An example is found in Above and Beyond. Here, we observe a silhouette of the Tablets of the Law that seem to have been transformed into gravestones amidst an arid landscape. Above, a cemetery of tombstones floats in the sky. It is lifeless. Two smokestacks, reminiscent of the crematoria chimney, remind us of a familiar story, and the iconic number 6 confirms the reference to the Holocaust and the 6 million Jews murdered during that time. Bak’s language portrays a familiar element, and much like Brecht intended the “verfremdungseffekt” in his theatre, Bak painted the familiar to appear estranged on this canvas.
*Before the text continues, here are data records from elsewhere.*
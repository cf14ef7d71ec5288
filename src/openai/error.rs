//! Text and speech service error types.

/// Errors that can occur while requesting a translation or speech audio.
#[derive(Debug, thiserror::Error)]
pub enum OpenAiError {
    /// Neither a key nor a credential-injecting proxy is configured
    #[error("OpenAI API key not configured")]
    MissingCredential,

    /// The service rejected the credential
    #[error("OpenAI API rejected the key (status 401)")]
    Unauthorized,

    /// The service answered with a non-success status
    #[error("OpenAI API request failed with status {status}: {message}")]
    Status { status: u16, message: String },

    /// HTTP request failed
    #[error("HTTP request failed: {0}")]
    HttpRequest(#[from] reqwest::Error),

    /// Response body did not carry the expected content
    #[error("Malformed OpenAI response: {0}")]
    MalformedResponse(String),
}

#[cfg(test)]
mod tests {
    use super::*;

    #[test]
    fn test_openai_error_display() {
        let error = OpenAiError::Status {
            status: 429,
            message: "rate limited".to_string(),
        };
        let error_str = error.to_string();
        assert!(error_str.contains("429"));
        assert!(error_str.contains("rate limited"));

        assert!(OpenAiError::MalformedResponse("no choices".to_string())
            .to_string()
            .contains("no choices"));
    }
}
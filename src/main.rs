mod app;
mod audio;
mod config;
mod error;
mod events;
mod logger;
mod openai;
mod state;
mod storage;
mod ui;
mod weather;

use anyhow::Result;
use app::App;
use clap::{App as Cli, Arg};
use config::Config;
use std::path::PathBuf;

#[tokio::main]
async fn main() -> Result<()> {
    let matches = Cli::new(env!("CARGO_PKG_NAME"))
        .version(env!("CARGO_PKG_VERSION"))
        .about(env!("CARGO_PKG_DESCRIPTION"))
        .arg(
            Arg::with_name("config")
                .short("c")
                .long("config")
                .value_name("DIR")
                .help("Directory holding config.yml")
                .takes_value(true),
        )
        .arg(
            Arg::with_name("data")
                .short("d")
                .long("data")
                .value_name("DIR")
                .help("Directory holding the persisted to-do list")
                .takes_value(true),
        )
        .arg(
            Arg::with_name("verbose")
                .short("v")
                .long("verbose")
                .help("Show debug messages in the log panel"),
        )
        .get_matches();

    let mut config = Config::new();
    config.load(matches.value_of("config"))?;
    if let Some(dir) = matches.value_of("data") {
        config.data_dir = Some(PathBuf::from(dir));
    }
    if matches.is_present("verbose") {
        config.log_level = "debug".to_string();
    }

    App::start(config).await
}
//! Storage-specific error types.

use std::path::PathBuf;

/// Errors that can occur while reading or writing the to-do slot.
#[derive(Debug, thiserror::Error)]
pub enum StorageError {
    /// The slot exists but could not be read
    #[error("Failed to read {path}: {source}")]
    ReadFailed {
        path: PathBuf,
        source: std::io::Error,
    },

    /// The slot could not be written
    #[error("Failed to write {path}: {source}")]
    WriteFailed {
        path: PathBuf,
        source: std::io::Error,
    },

    /// The slot holds something other than a list of to-do items
    #[error("Corrupt to-do data: {0}")]
    Corrupt(String),

    /// The collection could not be serialized
    #[error("Failed to serialize to-do list: {0}")]
    Serialization(#[from] serde_json::Error),
}
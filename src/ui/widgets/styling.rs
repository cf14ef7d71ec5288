use ratatui::{
    style::{Color, Modifier, Style},
    text::Span,
    widgets::{Block, Borders},
};

/// Return the border style for active blocks.
///
pub fn active_block_border_style() -> Style {
    Style::default().fg(Color::Cyan)
}

/// Return the border style for normal blocks.
///
pub fn normal_block_border_style() -> Style {
    Style::default().fg(Color::DarkGray)
}

/// Return the title style for active blocks.
///
pub fn active_block_title_style() -> Style {
    Style::default().add_modifier(Modifier::BOLD)
}

/// Return the style for active list items.
///
pub fn active_list_item_style() -> Style {
    Style::default()
        .fg(Color::Cyan)
        .add_modifier(Modifier::BOLD)
}

/// Return the style for normal text.
///
pub fn normal_text_style() -> Style {
    Style::default().fg(Color::Gray)
}

pub fn muted_text_style() -> Style {
    Style::default().fg(Color::DarkGray)
}

pub fn error_text_style() -> Style {
    Style::default().fg(Color::LightRed)
}

pub fn highlight_text_style() -> Style {
    Style::default()
        .fg(Color::LightMagenta)
        .add_modifier(Modifier::BOLD)
}

/// Return a bordered block whose border and title follow focus.
///
pub fn widget_block(title: String, active: bool) -> Block<'static> {
    let block = Block::default().borders(Borders::ALL);
    if active {
        block
            .border_style(active_block_border_style())
            .title(Span::styled(title, active_block_title_style()))
    } else {
        block.border_style(normal_block_border_style()).title(title)
    }
}
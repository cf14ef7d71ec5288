use crate::weather::{WeatherError, WeatherSnapshot};
use chrono::{DateTime, Local};
use log::*;

const DEFAULT_LOCATION: &str = "Seoul";

/// Shown under every weather error.
pub const KEY_HINT: &str = "OpenWeatherMap API 키를 확인해주세요.";

/// Specifying what the weather panel renders.
///
#[derive(Debug, PartialEq)]
pub enum WeatherView<'a> {
    Error(&'a str),
    Loading,
    Ready(&'a WeatherSnapshot),
}

/// Houses the latest snapshot and fetch status.
///
pub struct WeatherPanel {
    location: String,
    snapshot: Option<WeatherSnapshot>,
    error: Option<String>,
    loading: bool,
    last_updated: Option<DateTime<Local>>,
}

impl Default for WeatherPanel {
    fn default() -> Self {
        WeatherPanel {
            location: DEFAULT_LOCATION.to_string(),
            snapshot: None,
            error: None,
            loading: true,
            last_updated: None,
        }
    }
}

impl WeatherPanel {
    pub fn set_location(&mut self, location: &str) {
        self.location = location.trim().to_owned();
    }

    /// Return the panel title naming the configured location, with Seoul
    /// given its Korean name.
    ///
    pub fn title(&self) -> String {
        if self.location.eq_ignore_ascii_case(DEFAULT_LOCATION) {
            "서울 날씨".to_string()
        } else {
            format!("{} 날씨", self.location)
        }
    }

    pub fn begin_fetch(&mut self) {
        self.loading = true;
    }

    /// Store the outcome of a fetch and leave Loading. A success replaces the
    /// snapshot and clears any error; a failure keeps the old snapshot but
    /// the error is what gets rendered.
    ///
    pub fn finish_fetch(&mut self, result: Result<WeatherSnapshot, WeatherError>, now: DateTime<Local>) {
        match result {
            Ok(snapshot) => {
                info!(
                    "Weather updated: {} {}",
                    snapshot.description,
                    snapshot.temperature_label()
                );
                self.snapshot = Some(snapshot);
                self.error = None;
                self.last_updated = Some(now);
            }
            Err(e) => {
                error!("Weather fetch failed: {}", e);
                self.error = Some(e.user_message());
            }
        }
        self.loading = false;
    }

    pub fn view(&self) -> WeatherView<'_> {
        if let Some(error) = &self.error {
            return WeatherView::Error(error);
        }
        match &self.snapshot {
            Some(snapshot) if !self.loading => WeatherView::Ready(snapshot),
            _ => WeatherView::Loading,
        }
    }

    pub fn is_loading(&self) -> bool {
        self.loading
    }

    pub fn last_updated(&self) -> Option<&DateTime<Local>> {
        self.last_updated.as_ref()
    }
}
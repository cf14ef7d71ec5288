mod all;
mod clock;
mod footer;
mod log;
mod todo;
mod translator;
mod weather;

use self::log::log;
use super::*;
use clock::clock;
use footer::footer;
use todo::todo;
use translator::translator;
use weather::weather;

pub use all::all as render;
use super::Frame;
use crate::state::{Focus, State, WeatherView, WEATHER_KEY_HINT};
use crate::ui::widgets::{spinner, styling};
use crate::weather::WeatherSnapshot;
use ratatui::{
    layout::{Alignment, Rect},
    style::Modifier,
    text::{Line, Span},
    widgets::{Paragraph, Wrap},
};

/// Render weather widget according to state.
///
pub fn weather(frame: &mut Frame, size: Rect, state: &State) {
    let active = state.focus() == Focus::Weather;
    match state.weather().view() {
        WeatherView::Error(message) => {
            let paragraph = Paragraph::new(vec![
                Line::from(Span::styled(message.to_string(), styling::error_text_style())),
                Line::from(""),
                Line::from(Span::styled(WEATHER_KEY_HINT, styling::normal_text_style())),
                Line::from(Span::styled("r: 다시 시도", styling::muted_text_style())),
            ])
            .wrap(Wrap { trim: true })
            .block(styling::widget_block("날씨 정보 오류".to_string(), active));
            frame.render_widget(paragraph, size);
        }
        WeatherView::Loading => {
            let block = styling::widget_block(state.weather().title(), active);
            let inner = block.inner(size);
            frame.render_widget(block, size);
            frame.render_widget(
                spinner::widget(state, inner.height, "날씨 정보를 불러오는 중..."),
                inner,
            );
        }
        WeatherView::Ready(snapshot) => {
            let mut lines = ready_lines(snapshot);
            if let Some(updated) = state.weather().last_updated() {
                lines.push(Line::from(""));
                lines.push(Line::from(Span::styled(
                    format!("업데이트: {}", updated.format("%H:%M")),
                    styling::muted_text_style(),
                )));
            }
            let paragraph = Paragraph::new(lines)
                .alignment(Alignment::Center)
                .block(styling::widget_block(state.weather().title(), active));
            frame.render_widget(paragraph, size);
        }
    }
}

fn ready_lines(snapshot: &WeatherSnapshot) -> Vec<Line<'static>> {
    vec![
        Line::from(vec![
            Span::raw(format!("{} ", snapshot.icon_glyph())),
            Span::styled(
                snapshot.temperature_label(),
                styling::highlight_text_style().add_modifier(Modifier::BOLD),
            ),
        ]),
        Line::from(Span::styled(
            snapshot.description.clone(),
            styling::normal_text_style(),
        )),
        Line::from(""),
        Line::from(vec![
            Span::styled("체감온도 ", styling::muted_text_style()),
            Span::styled(snapshot.feels_like_label(), styling::normal_text_style()),
        ]),
        Line::from(vec![
            Span::styled("최저/최고 ", styling::muted_text_style()),
            Span::styled(snapshot.range_label(), styling::normal_text_style()),
        ]),
    ]
}
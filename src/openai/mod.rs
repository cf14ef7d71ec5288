//! Text and speech service.
//!
//! Speaks the OpenAI-compatible chat completion and speech endpoints. The
//! base URL may point at a proxy that injects the credential, in which case
//! no key needs to be configured locally.

mod error;
mod models;

pub use error::OpenAiError;

use async_trait::async_trait;
use log::*;
use models::{ChatMessage, ChatRequest, ChatResponse, SpeechRequest};
use reqwest::{Response, StatusCode};
use std::time::Duration;

pub const DEFAULT_BASE_URL: &str = "https://api.openai.com/v1";

const REQUEST_TIMEOUT_IN_SECS: u64 = 60;
const CHAT_MODEL: &str = "gpt-4";
const CHAT_TEMPERATURE: f32 = 0.7;
const SPEECH_MODEL: &str = "tts-1-hd";
const SPEECH_VOICE: &str = "nova";

const TRANSLATION_INSTRUCTION: &str = "Provide a bilingual sentence in English and Korean for language study.

Steps:
1. Upon receiving a request, identify or generate a simple sentence.
2. Translate the sentence into Korean if the language provided is English or into English if the language provided is Korean.
3. Provide both sentences alongside each other for comparison and study.

Notes:
- Ensure translations maintain the meaning of the original sentence as closely as possible.
- Use simple and clear sentences suitable for language learners.
- Respond with ONLY the Korean translation, no additional text or formatting.";

/// Anything able to translate a study sentence.
///
#[async_trait]
pub trait TranslationService: Send + Sync {
    async fn translate(&self, sentence: &str) -> Result<String, OpenAiError>;
}

/// Anything able to turn text into playable audio bytes.
///
#[async_trait]
pub trait SpeechService: Send + Sync {
    async fn synthesize(&self, text: &str) -> Result<Vec<u8>, OpenAiError>;
}

/// Makes chat completion and speech requests.
///
pub struct OpenAi {
    api_key: Option<String>,
    base_url: String,
    http_client: reqwest::Client,
}

impl OpenAi {
    /// Returns a new instance for the given credential and base URL.
    ///
    pub fn new(api_key: Option<String>, base_url: &str) -> Result<OpenAi, OpenAiError> {
        debug!("Initializing text and speech client at {}...", base_url);
        let http_client = reqwest::Client::builder()
            .timeout(Duration::from_secs(REQUEST_TIMEOUT_IN_SECS))
            .build()?;
        Ok(OpenAi {
            api_key,
            base_url: base_url.trim_end_matches('/').to_owned(),
            http_client,
        })
    }

    /// Post a JSON body and return the response if its status is a success.
    ///
    async fn post<B: serde::Serialize + Sync>(&self, path: &str, body: &B) -> Result<Response, OpenAiError> {
        if self.api_key.is_none() && self.base_url == DEFAULT_BASE_URL {
            return Err(OpenAiError::MissingCredential);
        }

        let mut request = self
            .http_client
            .post(format!("{}/{}", self.base_url, path))
            .json(body);
        if let Some(api_key) = &self.api_key {
            request = request.bearer_auth(api_key);
        }

        let response = request.send().await?;
        let status = response.status();
        if status == StatusCode::UNAUTHORIZED {
            return Err(OpenAiError::Unauthorized);
        }
        if !status.is_success() {
            let message = response
                .text()
                .await
                .unwrap_or_else(|_| String::from("Unable to read response"));
            return Err(OpenAiError::Status {
                status: status.as_u16(),
                message,
            });
        }
        Ok(response)
    }
}

#[async_trait]
impl TranslationService for OpenAi {
    async fn translate(&self, sentence: &str) -> Result<String, OpenAiError> {
        debug!("Requesting translation for '{}'...", sentence);
        let body = ChatRequest {
            model: CHAT_MODEL,
            messages: vec![
                ChatMessage {
                    role: "system",
                    content: TRANSLATION_INSTRUCTION,
                },
                ChatMessage {
                    role: "user",
                    content: sentence,
                },
            ],
            temperature: CHAT_TEMPERATURE,
        };

        let bytes = self.post("chat/completions", &body).await?.bytes().await?;
        let response: ChatResponse = serde_json::from_slice(&bytes)
            .map_err(|e| OpenAiError::MalformedResponse(e.to_string()))?;
        response
            .first_text()
            .ok_or_else(|| OpenAiError::MalformedResponse("no translated text".to_string()))
    }
}

#[async_trait]
impl SpeechService for OpenAi {
    async fn synthesize(&self, text: &str) -> Result<Vec<u8>, OpenAiError> {
        debug!("Requesting speech for '{}'...", text);
        let body = SpeechRequest {
            model: SPEECH_MODEL,
            voice: SPEECH_VOICE,
            input: text,
        };

        let audio = self.post("audio/speech", &body).await?.bytes().await?;
        if audio.is_empty() {
            return Err(OpenAiError::MalformedResponse("empty audio".to_string()));
        }
        debug!("Received {} bytes of speech audio", audio.len());
        Ok(audio.to_vec())
    }
}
How does the viewer reconcile this disturbing image? How does one interpret the Torah after the Holocaust? Has its wisdom taught us anything in the end about evil and its aftermath? Balance is tipped, inviting us to analyze and understand this new language.
Art historian Martin Kemp provides a useful definition of the term, icon, as an image that has achieved “wholly exceptional levels of widespread recognizability and has come to carry a rich series of varied associations for very large numbers of people across time and cultures, such that it has, to a greater or lesser degree transgressed the parameters of its initial making, function, context and meaning.” The Tablets of the Law carry varied religious meaning across time and culture. When situated within Bak’s imaginary landscape, we are immediately drawn to our familiar frames of reference as we try to make meaning of the context in front of us. Bak knows this. Accordingly, he paints that which will challenge our thinking about the Tablets of the Law, which typically symbolize the covenant with God. We are invited to confront the role of religion and faith in the aftermath of catastrophe.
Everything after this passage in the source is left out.